*** MATERIALS PROVIDED
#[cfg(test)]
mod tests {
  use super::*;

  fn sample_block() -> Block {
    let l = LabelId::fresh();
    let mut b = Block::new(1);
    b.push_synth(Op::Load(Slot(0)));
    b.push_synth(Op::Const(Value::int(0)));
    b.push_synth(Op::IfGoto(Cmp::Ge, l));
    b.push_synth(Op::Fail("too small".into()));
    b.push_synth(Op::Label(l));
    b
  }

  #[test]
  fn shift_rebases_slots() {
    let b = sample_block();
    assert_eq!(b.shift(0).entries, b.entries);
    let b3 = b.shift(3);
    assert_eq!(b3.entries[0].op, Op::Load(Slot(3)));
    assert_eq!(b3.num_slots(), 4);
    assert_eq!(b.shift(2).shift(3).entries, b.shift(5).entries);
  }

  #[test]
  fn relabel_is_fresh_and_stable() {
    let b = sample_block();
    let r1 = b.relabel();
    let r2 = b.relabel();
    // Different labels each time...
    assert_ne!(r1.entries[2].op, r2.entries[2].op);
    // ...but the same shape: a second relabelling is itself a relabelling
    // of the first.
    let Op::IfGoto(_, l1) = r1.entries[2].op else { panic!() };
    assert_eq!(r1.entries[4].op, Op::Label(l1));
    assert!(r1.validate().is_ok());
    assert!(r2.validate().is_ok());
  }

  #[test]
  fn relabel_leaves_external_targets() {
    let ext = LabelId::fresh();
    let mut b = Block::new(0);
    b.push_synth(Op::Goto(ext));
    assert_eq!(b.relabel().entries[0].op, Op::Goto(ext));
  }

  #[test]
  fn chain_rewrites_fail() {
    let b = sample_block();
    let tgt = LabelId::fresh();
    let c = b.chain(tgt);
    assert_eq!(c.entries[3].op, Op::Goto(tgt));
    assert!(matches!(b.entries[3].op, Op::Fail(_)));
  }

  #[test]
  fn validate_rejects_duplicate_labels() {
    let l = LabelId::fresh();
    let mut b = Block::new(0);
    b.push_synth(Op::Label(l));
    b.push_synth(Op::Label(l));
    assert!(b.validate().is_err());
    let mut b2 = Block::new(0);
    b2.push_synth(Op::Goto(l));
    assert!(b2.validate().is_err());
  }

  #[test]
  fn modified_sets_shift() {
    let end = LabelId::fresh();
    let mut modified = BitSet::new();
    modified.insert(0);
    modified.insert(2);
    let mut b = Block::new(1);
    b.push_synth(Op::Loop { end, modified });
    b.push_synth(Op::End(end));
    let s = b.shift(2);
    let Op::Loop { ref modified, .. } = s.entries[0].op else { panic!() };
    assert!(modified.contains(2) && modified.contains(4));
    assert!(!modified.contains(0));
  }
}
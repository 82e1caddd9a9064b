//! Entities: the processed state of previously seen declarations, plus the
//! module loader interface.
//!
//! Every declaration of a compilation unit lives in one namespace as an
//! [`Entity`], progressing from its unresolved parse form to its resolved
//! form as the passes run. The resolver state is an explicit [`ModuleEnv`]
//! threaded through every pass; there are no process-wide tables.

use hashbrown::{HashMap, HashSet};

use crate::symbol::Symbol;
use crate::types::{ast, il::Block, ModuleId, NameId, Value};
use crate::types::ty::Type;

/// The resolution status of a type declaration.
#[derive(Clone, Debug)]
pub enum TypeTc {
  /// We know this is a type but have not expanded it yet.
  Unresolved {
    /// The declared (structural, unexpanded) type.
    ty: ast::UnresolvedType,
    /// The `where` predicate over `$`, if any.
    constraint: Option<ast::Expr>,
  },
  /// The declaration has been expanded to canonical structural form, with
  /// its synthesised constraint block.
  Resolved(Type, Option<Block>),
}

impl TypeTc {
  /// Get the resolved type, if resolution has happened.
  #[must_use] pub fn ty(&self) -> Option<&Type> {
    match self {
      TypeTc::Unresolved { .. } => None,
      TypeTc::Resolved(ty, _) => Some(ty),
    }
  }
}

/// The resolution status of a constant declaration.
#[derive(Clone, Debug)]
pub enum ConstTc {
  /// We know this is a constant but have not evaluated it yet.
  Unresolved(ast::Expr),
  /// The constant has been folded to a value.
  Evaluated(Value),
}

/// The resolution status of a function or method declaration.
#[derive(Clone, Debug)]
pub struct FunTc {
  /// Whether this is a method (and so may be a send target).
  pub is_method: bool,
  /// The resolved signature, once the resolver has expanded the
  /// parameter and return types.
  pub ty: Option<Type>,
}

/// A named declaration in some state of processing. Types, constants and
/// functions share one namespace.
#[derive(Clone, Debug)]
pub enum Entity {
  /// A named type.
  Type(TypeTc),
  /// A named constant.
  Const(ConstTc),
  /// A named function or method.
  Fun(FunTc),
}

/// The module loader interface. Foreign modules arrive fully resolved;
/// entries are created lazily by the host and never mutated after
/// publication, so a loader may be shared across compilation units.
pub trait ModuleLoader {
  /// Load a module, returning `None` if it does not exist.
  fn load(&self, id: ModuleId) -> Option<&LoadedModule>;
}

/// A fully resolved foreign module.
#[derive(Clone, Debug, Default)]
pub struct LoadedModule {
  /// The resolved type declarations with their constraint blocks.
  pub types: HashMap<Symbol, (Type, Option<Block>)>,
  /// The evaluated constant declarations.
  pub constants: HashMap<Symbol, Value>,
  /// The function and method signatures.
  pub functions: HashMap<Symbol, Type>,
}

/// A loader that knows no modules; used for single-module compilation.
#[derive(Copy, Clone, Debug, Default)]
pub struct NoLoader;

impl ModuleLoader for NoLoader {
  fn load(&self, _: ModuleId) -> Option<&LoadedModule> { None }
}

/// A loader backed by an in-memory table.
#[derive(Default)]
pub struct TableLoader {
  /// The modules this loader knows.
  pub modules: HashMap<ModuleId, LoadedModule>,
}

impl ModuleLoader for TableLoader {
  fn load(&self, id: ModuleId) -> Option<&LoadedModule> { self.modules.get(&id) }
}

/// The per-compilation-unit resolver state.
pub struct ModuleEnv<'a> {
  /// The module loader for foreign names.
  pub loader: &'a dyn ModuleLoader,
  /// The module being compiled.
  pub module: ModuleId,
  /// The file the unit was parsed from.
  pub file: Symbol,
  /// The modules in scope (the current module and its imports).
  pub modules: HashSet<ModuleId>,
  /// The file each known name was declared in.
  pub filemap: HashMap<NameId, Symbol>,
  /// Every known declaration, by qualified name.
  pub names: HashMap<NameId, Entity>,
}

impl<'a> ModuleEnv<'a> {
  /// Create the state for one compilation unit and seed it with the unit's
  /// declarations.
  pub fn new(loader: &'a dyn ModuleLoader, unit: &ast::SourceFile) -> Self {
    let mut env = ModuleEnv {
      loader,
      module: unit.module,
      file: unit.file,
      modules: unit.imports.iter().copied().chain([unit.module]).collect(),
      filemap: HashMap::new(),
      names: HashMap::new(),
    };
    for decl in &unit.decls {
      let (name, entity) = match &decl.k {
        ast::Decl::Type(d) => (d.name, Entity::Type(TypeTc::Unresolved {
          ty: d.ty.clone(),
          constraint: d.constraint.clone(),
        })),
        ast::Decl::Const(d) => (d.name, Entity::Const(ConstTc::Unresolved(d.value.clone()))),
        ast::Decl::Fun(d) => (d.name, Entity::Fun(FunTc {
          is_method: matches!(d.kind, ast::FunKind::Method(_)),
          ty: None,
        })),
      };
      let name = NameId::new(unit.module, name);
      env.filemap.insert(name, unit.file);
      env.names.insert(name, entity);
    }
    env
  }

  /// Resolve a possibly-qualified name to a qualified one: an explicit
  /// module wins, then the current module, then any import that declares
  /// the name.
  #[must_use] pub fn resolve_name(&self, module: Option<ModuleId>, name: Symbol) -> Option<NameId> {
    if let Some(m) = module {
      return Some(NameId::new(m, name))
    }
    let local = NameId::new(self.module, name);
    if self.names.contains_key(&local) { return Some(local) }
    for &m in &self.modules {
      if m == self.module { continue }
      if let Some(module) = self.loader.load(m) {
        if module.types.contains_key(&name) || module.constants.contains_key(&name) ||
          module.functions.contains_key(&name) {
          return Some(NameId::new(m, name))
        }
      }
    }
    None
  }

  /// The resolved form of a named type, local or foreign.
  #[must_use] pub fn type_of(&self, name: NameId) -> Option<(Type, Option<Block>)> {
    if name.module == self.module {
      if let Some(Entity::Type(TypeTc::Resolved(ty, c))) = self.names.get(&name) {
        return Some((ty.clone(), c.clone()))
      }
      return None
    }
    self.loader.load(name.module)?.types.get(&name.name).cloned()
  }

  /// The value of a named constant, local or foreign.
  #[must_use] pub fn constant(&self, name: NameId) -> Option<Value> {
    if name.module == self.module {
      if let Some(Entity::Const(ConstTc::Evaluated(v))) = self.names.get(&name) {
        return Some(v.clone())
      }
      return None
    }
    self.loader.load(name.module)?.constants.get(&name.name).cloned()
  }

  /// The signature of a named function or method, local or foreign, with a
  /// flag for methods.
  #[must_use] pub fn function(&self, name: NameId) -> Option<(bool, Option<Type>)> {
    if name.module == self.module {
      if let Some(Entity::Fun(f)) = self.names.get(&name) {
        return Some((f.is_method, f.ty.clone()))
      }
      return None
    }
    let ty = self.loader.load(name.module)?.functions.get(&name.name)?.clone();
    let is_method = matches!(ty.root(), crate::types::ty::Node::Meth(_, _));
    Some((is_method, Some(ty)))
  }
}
******
__WHAT NEEDS TO BE DONE__. Restate word for word the entries above, starting at the line with "A named type." and ending at the line with "pub struct NoLoader;", inclusive, and no others.

__ANSWER TO THIS PROBLEM__.
  /// A named type.
  Type(TypeTc),
  /// A named constant.
  Const(ConstTc),
  /// A named function or method.
  Fun(FunTc),
}

/// The module loader interface. Foreign modules arrive fully resolved;
/// entries are created lazily by the host and never mutated after
/// publication, so a loader may be shared across compilation units.
pub trait ModuleLoader {
  /// Load a module, returning `None` if it does not exist.
  fn load(&self, id: ModuleId) -> Option<&LoadedModule>;
}

/// A fully resolved foreign module.
#[derive(Clone, Debug, Default)]
pub struct LoadedModule {
  /// The resolved type declarations with their constraint blocks.
  pub types: HashMap<Symbol, (Type, Option<Block>)>,
  /// The evaluated constant declarations.
  pub constants: HashMap<Symbol, Value>,
  /// The function and method signatures.
  pub functions: HashMap<Symbol, Type>,
}

/// A loader that knows no modules; used for single-module compilation.
#[derive(Copy, Clone, Debug, Default)]
pub struct NoLoader;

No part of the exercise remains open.